• [Work to complete]: Among the lines below, how many carry the string "SourceStatus"? Reply with a number and nothing else.
--*--
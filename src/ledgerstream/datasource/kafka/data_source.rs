//! Kafka data source adapter

use async_trait::async_trait;
use log::{debug, error, info, warn};
use std::collections::HashMap;
use std::time::Duration;
use tokio::time::Instant;

use super::config::KafkaSourceConfig;
use super::consumer::{PollOutcome, StatementConsumer};
use crate::ledgerstream::datasource::batch::{BatchAssembler, RecordDrain};
use crate::ledgerstream::datasource::traits::DataSource;
use crate::ledgerstream::datasource::types::{
    DataSourceError, RawRecord, SourceKind, SourceStatus, StatusDetail,
};

/// How long the connect-time metadata probe may wait for the cluster
const PROBE_TIMEOUT: Duration = Duration::from_secs(5);

/// Broker-backed statement source
pub struct KafkaDataSource {
    config: KafkaSourceConfig,
    consumer: Option<StatementConsumer>,
    assembler: BatchAssembler,
    records_consumed: u64,
    decode_errors: u64,
    connected: bool,
}

impl KafkaDataSource {
    pub fn new(config: KafkaSourceConfig) -> Result<Self, DataSourceError> {
        config.validate().map_err(DataSourceError::Configuration)?;
        info!(
            "Initialized Kafka source for topic '{}' on {}",
            config.topic, config.brokers
        );
        Ok(Self {
            config,
            consumer: None,
            // The client blocks inside its own poll, so the assembler never
            // needs an idle sleep of its own.
            assembler: BatchAssembler::new(Duration::ZERO),
            records_consumed: 0,
            decode_errors: 0,
            connected: false,
        })
    }

    pub fn from_properties(props: &HashMap<String, String>) -> Result<Self, DataSourceError> {
        Self::new(KafkaSourceConfig::from_properties(props))
    }

    pub fn config(&self) -> &KafkaSourceConfig {
        &self.config
    }
}

#[async_trait]
impl RecordDrain for KafkaDataSource {
    /// Pull messages already buffered by the client, blocking at most
    /// `min(wait, poll_timeout)` inside the client poll.
    async fn drain_ready(&mut self, limit: usize, wait: Duration) -> Vec<RawRecord> {
        let Some(consumer) = self.consumer.as_ref() else {
            return Vec::new();
        };

        let window = wait.min(self.config.poll_timeout());
        let deadline = Instant::now() + window;
        let mut out = Vec::new();

        while out.len() < limit {
            let remaining = deadline.saturating_duration_since(Instant::now());
            if remaining.is_zero() {
                break;
            }

            match consumer.poll_record(remaining).await {
                Ok(PollOutcome::Record(record)) => out.push(record),
                Ok(PollOutcome::Malformed) => self.decode_errors += 1,
                Ok(PollOutcome::Timeout) => break,
                Err(e) => {
                    error!("Kafka error during consumption: {}", e);
                    break;
                }
            }
        }

        self.records_consumed += out.len() as u64;
        out
    }
}

#[async_trait]
impl DataSource for KafkaDataSource {
    async fn connect(&mut self) -> bool {
        if self.connected && self.consumer.is_some() {
            warn!("Kafka consumer is already connected");
            return true;
        }

        let consumer = match StatementConsumer::new(&self.config) {
            Ok(consumer) => consumer,
            Err(e) => {
                error!("Failed to create Kafka consumer: {}", e);
                return false;
            }
        };

        if let Err(e) = consumer.subscribe() {
            error!("Cannot subscribe to topic '{}': {}", self.config.topic, e);
            return false;
        }

        if let Err(e) = consumer.probe(PROBE_TIMEOUT) {
            error!(
                "Failed to connect to Kafka cluster at {}: {}",
                self.config.brokers, e
            );
            return false;
        }

        self.consumer = Some(consumer);
        self.connected = true;
        info!("Connected to Kafka cluster at {}", self.config.brokers);
        true
    }

    async fn consume_batch(
        &mut self,
        batch_size: usize,
        timeout: Duration,
    ) -> Result<Vec<RawRecord>, DataSourceError> {
        if !self.connected && !self.connect().await {
            return Err(DataSourceError::Connection(
                "Failed to establish Kafka connection".to_string(),
            ));
        }

        let assembler = self.assembler.clone();
        let records = assembler.assemble(self, batch_size, timeout).await;
        debug!("Consumed batch of {} records from Kafka", records.len());
        Ok(records)
    }

    async fn close(&mut self) {
        if let Some(consumer) = self.consumer.take() {
            consumer.unsubscribe();
            info!("Kafka consumer connection closed");
        }
        self.connected = false;
    }

    fn status(&self) -> SourceStatus {
        SourceStatus {
            connected: self.connected,
            kind: SourceKind::Kafka,
            records_consumed: self.records_consumed,
            decode_errors: self.decode_errors,
            detail: StatusDetail::Kafka {
                brokers: self.config.brokers.clone(),
                topic: self.config.topic.clone(),
                group_id: self.config.group_id.clone(),
            },
        }
    }
}
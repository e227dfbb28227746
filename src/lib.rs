//! # ledgerstream
//!
//! Source-agnostic ingestion of financial-statement records, delivered to
//! downstream processing as bounded batches with uniform consumption
//! semantics regardless of origin.
//!
//! Two interchangeable backends are supported:
//!
//! - **Kafka**: a consumer-group subscription to a statement topic, with
//!   auto-committed offsets
//! - **File watcher**: a watched drop directory made to behave like a
//!   message stream, with a pending-file queue, readiness detection,
//!   archiving of successes, and quarantine of failures with written reports
//!
//! Scheduling, retries, schema validation, template rendering, and metric
//! delivery are external collaborators; this crate only ingests.
//!
//! ## Quick Start
//!
//! ```rust,no_run
//! use ledgerstream::{DataSourceManager, SourceKind};
//! use std::time::Duration;
//!
//! #[tokio::main]
//! async fn main() {
//!     let mut manager = DataSourceManager::new();
//!
//!     // Pick the source from the DATA_SOURCE environment variable
//!     // ("kafka" or "file_watcher"; defaults to the file watcher).
//!     let kind = SourceKind::from_env();
//!     if !manager.initialize_source(kind, None, true).await {
//!         eprintln!("failed to initialize {} source", kind);
//!         return;
//!     }
//!
//!     let batch = manager
//!         .consume_batch(50, Duration::from_secs(5))
//!         .await
//!         .expect("source is initialized");
//!     for record in &batch {
//!         println!("ingested: {}", record);
//!     }
//!
//!     manager.close().await;
//! }
//! ```

pub mod ledgerstream;

// Re-export the main API at crate root for easy access
pub use ledgerstream::datasource::{
    BatchAssembler, DataSource, DataSourceError, DataSourceManager, ManagerStatus, RawRecord,
    RecordDrain, SourceConfig, SourceKind, SourceRegistry, SourceStatus, StatusDetail,
};
pub use ledgerstream::statement::{FinancialData, StatementMetadata};
//! Source registry
//!
//! Maps source kinds to adapter constructors. The registry is an explicitly
//! constructed value owned by the caller (usually through the manager); there
//! is no process-wide instance.

use std::collections::HashMap;

use super::config::SourceConfig;
use super::file::FileWatcherDataSource;
use super::kafka::KafkaDataSource;
use super::traits::DataSource;
use super::types::{DataSourceError, SourceKind};

type SourceFactory =
    Box<dyn Fn(SourceConfig) -> Result<Box<dyn DataSource>, DataSourceError> + Send + Sync>;

/// Registry of source adapter factories
pub struct SourceRegistry {
    factories: HashMap<SourceKind, SourceFactory>,
}

impl SourceRegistry {
    /// Create an empty registry.
    pub fn new() -> Self {
        Self {
            factories: HashMap::new(),
        }
    }

    /// Create a registry with both built-in source kinds registered.
    pub fn with_defaults() -> Self {
        let mut registry = Self::new();

        registry.register(SourceKind::Kafka, |config| match config {
            SourceConfig::Kafka(config) => Ok(Box::new(KafkaDataSource::new(config)?) as _),
            other => Err(DataSourceError::Configuration(format!(
                "Expected kafka configuration, got {}",
                other.kind()
            ))),
        });

        registry.register(SourceKind::FileWatcher, |config| match config {
            SourceConfig::FileWatcher(config) => {
                Ok(Box::new(FileWatcherDataSource::new(config)?) as _)
            }
            other => Err(DataSourceError::Configuration(format!(
                "Expected file_watcher configuration, got {}",
                other.kind()
            ))),
        });

        registry
    }

    /// Register a factory for a source kind, replacing any existing one.
    pub fn register<F>(&mut self, kind: SourceKind, factory: F)
    where
        F: Fn(SourceConfig) -> Result<Box<dyn DataSource>, DataSourceError>
            + Send
            + Sync
            + 'static,
    {
        self.factories.insert(kind, Box::new(factory));
    }

    /// Construct an adapter for `kind`, applying the kind's default
    /// configuration when none is supplied.
    pub fn create(
        &self,
        kind: SourceKind,
        config: Option<SourceConfig>,
    ) -> Result<Box<dyn DataSource>, DataSourceError> {
        let config = config.unwrap_or_else(|| SourceConfig::default_for(kind));
        if config.kind() != kind {
            return Err(DataSourceError::Configuration(format!(
                "Configuration kind '{}' does not match requested source kind '{}'",
                config.kind(),
                kind
            )));
        }

        let factory = self.factories.get(&kind).ok_or_else(|| {
            DataSourceError::Configuration(format!(
                "No factory registered for source kind: {}",
                kind
            ))
        })?;

        factory(config)
    }

    pub fn has_kind(&self, kind: SourceKind) -> bool {
        self.factories.contains_key(&kind)
    }

    /// Registered source kinds, in stable order.
    pub fn available(&self) -> Vec<SourceKind> {
        let mut kinds: Vec<SourceKind> = self.factories.keys().copied().collect();
        kinds.sort_by_key(|kind| kind.as_str());
        kinds
    }
}

impl Default for SourceRegistry {
    fn default() -> Self {
        Self::with_defaults()
    }
}
//! Tests for the shared batch assembly loop
//!
//! Covers the timing contract both adapters rely on: full batches return
//! early, idle supplies wait out the timeout, and records arriving while the
//! assembler sleeps are picked up.

use async_trait::async_trait;
use ledgerstream::ledgerstream::datasource::batch::{BatchAssembler, RecordDrain};
use ledgerstream::ledgerstream::datasource::types::RawRecord;
use serde_json::json;
use std::collections::VecDeque;
use std::sync::{Arc, Mutex};
use std::time::Duration;
use tokio::time::{sleep, Instant};

/// Drain backed by a shared queue, mimicking the pending-file queue fed from
/// another task.
struct QueueDrain {
    queue: Arc<Mutex<VecDeque<RawRecord>>>,
}

#[async_trait]
impl RecordDrain for QueueDrain {
    async fn drain_ready(&mut self, limit: usize, _wait: Duration) -> Vec<RawRecord> {
        let mut queue = self.queue.lock().unwrap();
        let take = limit.min(queue.len());
        queue.drain(..take).collect()
    }
}

fn queue_of(n: usize) -> Arc<Mutex<VecDeque<RawRecord>>> {
    let records = (0..n).map(|i| json!({ "n": i })).collect();
    Arc::new(Mutex::new(records))
}

#[tokio::test]
async fn test_ready_records_return_before_timeout() {
    let queue = queue_of(10);
    let mut drain = QueueDrain {
        queue: Arc::clone(&queue),
    };
    let assembler = BatchAssembler::new(Duration::from_millis(50));

    let start = Instant::now();
    let batch = assembler
        .assemble(&mut drain, 10, Duration::from_secs(5))
        .await;

    assert_eq!(batch.len(), 10);
    assert!(start.elapsed() < Duration::from_millis(500));
}

#[tokio::test]
async fn test_batch_never_exceeds_requested_size() {
    let queue = queue_of(10);
    let mut drain = QueueDrain {
        queue: Arc::clone(&queue),
    };
    let assembler = BatchAssembler::new(Duration::from_millis(10));

    let batch = assembler
        .assemble(&mut drain, 3, Duration::from_millis(100))
        .await;

    assert_eq!(batch.len(), 3);
    assert_eq!(queue.lock().unwrap().len(), 7);
}

#[tokio::test]
async fn test_empty_source_waits_at_least_the_timeout() {
    let queue = queue_of(0);
    let mut drain = QueueDrain {
        queue: Arc::clone(&queue),
    };
    let assembler = BatchAssembler::new(Duration::from_millis(20));

    let start = Instant::now();
    let batch = assembler
        .assemble(&mut drain, 5, Duration::from_millis(150))
        .await;

    assert!(batch.is_empty());
    assert!(start.elapsed() >= Duration::from_millis(150));
    assert!(start.elapsed() < Duration::from_millis(600));
}

#[tokio::test]
async fn test_partial_batch_on_timeout() {
    let queue = queue_of(2);
    let mut drain = QueueDrain {
        queue: Arc::clone(&queue),
    };
    let assembler = BatchAssembler::new(Duration::from_millis(20));

    let batch = assembler
        .assemble(&mut drain, 5, Duration::from_millis(120))
        .await;

    assert_eq!(batch.len(), 2);
}

#[tokio::test]
async fn test_records_arriving_mid_wait_are_picked_up() {
    let queue = queue_of(0);
    let mut drain = QueueDrain {
        queue: Arc::clone(&queue),
    };
    let assembler = BatchAssembler::new(Duration::from_millis(10));

    let producer_queue = Arc::clone(&queue);
    tokio::spawn(async move {
        sleep(Duration::from_millis(60)).await;
        producer_queue
            .lock()
            .unwrap()
            .push_back(json!({ "n": 42 }));
    });

    let start = Instant::now();
    let batch = assembler
        .assemble(&mut drain, 1, Duration::from_secs(2))
        .await;

    assert_eq!(batch.len(), 1);
    assert_eq!(batch[0]["n"], 42);
    assert!(start.elapsed() < Duration::from_secs(1));
}

#[tokio::test]
async fn test_arrival_order_is_preserved() {
    let queue = queue_of(5);
    let mut drain = QueueDrain {
        queue: Arc::clone(&queue),
    };
    let assembler = BatchAssembler::new(Duration::from_millis(10));

    let batch = assembler
        .assemble(&mut drain, 5, Duration::from_millis(200))
        .await;

    let ns: Vec<i64> = batch.iter().map(|r| r["n"].as_i64().unwrap()).collect();
    assert_eq!(ns, vec![0, 1, 2, 3, 4]);
}
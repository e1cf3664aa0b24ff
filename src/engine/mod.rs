//! Seam to the external DFT engine
//!
//! The engine owns every piece of iteration state: the k-point set, the
//! energy functional, and the raw optimizer vectors. The launcher only
//! observes that state through the traits below, once per iteration, to
//! assemble checkpoint records. All iteration control, convergence
//! detection, and parallel execution stay on the engine's side of this
//! boundary.

#[cfg(feature = "sirius")]
mod sirius;

#[cfg(feature = "sirius")]
pub use sirius::SiriusEngine;

use crate::checkpoint::CheckpointError;
use crate::config::RunConfig;
use nalgebra::{DMatrix, Vector3};
use num_complex::Complex64;
use std::path::Path;
use thiserror::Error;

/// Error type for engine operations.
#[derive(Error, Debug)]
pub enum EngineError {
    /// The external engine reported a failure during the run
    #[error("engine run failed: {0}")]
    Run(String),
    /// Engine-owned state could not be read back through the seam
    #[error("engine state could not be read: {0}")]
    Protocol(String),
    /// A checkpoint could not be persisted from inside a callback
    #[error(transparent)]
    Checkpoint(#[from] CheckpointError),
}

/// Engine-owned k-point set.
pub trait KpointSet {
    /// Band eigenvalues, one vector per k-point.
    fn band_energies(&self) -> Result<Vec<Vec<f64>>, EngineError>;
}

/// Engine-owned electron density.
pub trait Density {
    /// Magnetic moment vector of each atom, integrated from the current
    /// density.
    fn atomic_magnetic_moments(&self) -> Result<Vec<Vector3<f64>>, EngineError>;
}

/// Engine-owned energy functional.
pub trait EnergyFunctional {
    fn density(&self) -> &dyn Density;
}

/// Raw optimizer internals, only reachable on the error path.
///
/// Reading is deferred behind this trait so that a disabled error dump
/// never touches engine state at all.
pub trait OptimizerInternals {
    fn read(&self) -> Result<OptimizerState, EngineError>;
}

/// Materialized optimizer state, per-k-point complex coefficient matrices.
#[derive(Debug, Clone, Default)]
pub struct OptimizerState {
    /// Wavefunction coefficients
    pub x: Vec<DMatrix<Complex64>>,
    /// Subspace rotation / occupation matrix
    pub eta: Vec<DMatrix<Complex64>>,
    /// Gradient with respect to the coefficients
    pub g_x: Vec<DMatrix<Complex64>>,
    /// Preconditioned coefficient gradient
    pub g_x_prec: Vec<DMatrix<Complex64>>,
    /// Gradient with respect to eta
    pub g_eta: Vec<DMatrix<Complex64>>,
}

/// Per-iteration view handed to the callbacks.
///
/// The basic fields are always present; the optimizer internals appear
/// only when the engine is reporting a failure.
pub struct IterationSnapshot<'a> {
    /// Iteration index
    pub step: usize,
    /// Current trial step size along the search direction
    pub trial_step: f64,
    pub kset: &'a dyn KpointSet,
    pub energy: &'a dyn EnergyFunctional,
    pub optimizer: Option<&'a dyn OptimizerInternals>,
}

/// Hook invoked by the engine, synchronously, on whatever thread the
/// engine runs its iteration loop.
pub type IterationCallback =
    Box<dyn FnMut(&IterationSnapshot<'_>) -> Result<(), EngineError> + Send>;

/// Contract consumed from the external NLCG engine.
pub trait Engine {
    /// Run the optimization to completion.
    ///
    /// Blocks until the engine converges, runs out of iterations, or
    /// fails. `callback` fires once per iteration; `error_callback`
    /// fires at most once, at the moment of failure, before the error is
    /// returned. The launcher does not act on anything beyond the
    /// returned error.
    fn run(
        &mut self,
        config: &RunConfig,
        backend_config: &Path,
        callback: IterationCallback,
        error_callback: IterationCallback,
    ) -> Result<(), EngineError>;
}
//! Application wiring: configuration in, one blocking engine run out.

use crate::checkpoint::{
    CheckpointPolicy, ErrorDumper, JsonStateSink, PeriodicCheckpointer, StateSink,
};
use crate::config::{Args, RunConfig};
use crate::engine::{Engine, IterationSnapshot};
use crate::io::setup_output;
use clap::Parser;
use color_eyre::eyre::{Result, WrapErr};
use std::fs;
use std::path::Path;
use tracing::info;

pub struct NlcgApplication {
    args: Args,
    config: RunConfig,
}

impl NlcgApplication {
    pub fn from_cli() -> Result<Self> {
        let args = Args::parse();
        let config = load_config(&args)?;
        Ok(Self { args, config })
    }

    pub fn run(self) -> Result<()> {
        setup_output(self.args.output.as_ref());
        info!(
            "Launching NLCG run: input={}, backend config={}",
            self.args.input, self.args.sirius_config
        );

        let policy = CheckpointPolicy {
            interval: self.config.cg.callback_interval(),
            dump_on_error: self.args.dump_on_error,
        };
        info!(
            "Checkpoint every {} iterations, dump on error: {}",
            policy.interval, policy.dump_on_error
        );

        // Checkpoints land next to the run, as the engine's own outputs do.
        let sink = JsonStateSink::new(".");
        self.dispatch(policy, sink)
    }

    #[cfg(feature = "sirius")]
    fn dispatch(self, policy: CheckpointPolicy, sink: JsonStateSink) -> Result<()> {
        let mut engine = crate::engine::SiriusEngine::new();
        launch(
            &mut engine,
            &self.config,
            Path::new(&self.args.sirius_config),
            policy,
            sink,
        )
    }

    #[cfg(not(feature = "sirius"))]
    fn dispatch(self, _policy: CheckpointPolicy, _sink: JsonStateSink) -> Result<()> {
        color_eyre::eyre::bail!(
            "this build carries no engine backend; rebuild with `--features sirius`"
        )
    }
}

/// Load the YAML configuration and replace the `CG` section with its
/// validated, defaulted form. Any failure here is fatal and happens
/// before an engine is ever constructed.
pub fn load_config(args: &Args) -> Result<RunConfig> {
    let content = fs::read_to_string(&args.input)
        .wrap_err_with(|| format!("Unable to read configuration file: {}", args.input))?;

    let config = serde_yml::from_str::<RunConfig>(&content)
        .wrap_err("Failed to parse configuration file")?
        .validated()
        .wrap_err("CG section failed validation")?;

    Ok(config)
}

/// Hand the validated configuration and both callback hooks to the engine
/// and block until it returns or fails.
pub fn launch<E, S>(
    engine: &mut E,
    config: &RunConfig,
    backend_config: &Path,
    policy: CheckpointPolicy,
    sink: S,
) -> Result<()>
where
    E: Engine,
    S: StateSink + Clone + Send + 'static,
{
    let mut checkpointer = PeriodicCheckpointer::new(&policy, sink.clone());
    let mut dumper = ErrorDumper::new(&policy, sink);

    engine.run(
        config,
        backend_config,
        Box::new(move |snapshot: &IterationSnapshot<'_>| checkpointer.on_iteration(snapshot)),
        Box::new(move |snapshot: &IterationSnapshot<'_>| dumper.on_error(snapshot)),
    )?;

    info!("Engine run finished");
    Ok(())
}

#[cfg(test)]
mod tests {
    use super::*;
    use std::io::Write;

    fn args_for(input: &str) -> Args {
        Args {
            sirius_config: "sirius.json".to_string(),
            input: input.to_string(),
            dump_on_error: false,
            output: None,
        }
    }

    #[test]
    fn load_config_applies_defaults_to_cg_section() {
        let mut file = tempfile::NamedTempFile::new().unwrap();
        writeln!(file, "CG:\n  callback_interval: 10").unwrap();
        let config = load_config(&args_for(file.path().to_str().unwrap())).unwrap();
        assert_eq!(config.cg.callback_interval(), 10);
        assert_eq!(config.cg.maxiter(), 300);
    }

    #[test]
    fn load_config_fails_on_missing_file() {
        let result = load_config(&args_for("does-not-exist.yaml"));
        assert!(result.is_err());
    }

    #[test]
    fn load_config_fails_on_invalid_cg_values() {
        let mut file = tempfile::NamedTempFile::new().unwrap();
        writeln!(file, "CG:\n  callback_interval: 0").unwrap();
        assert!(load_config(&args_for(file.path().to_str().unwrap())).is_err());
    }
}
--*--
• [Answer space]: 4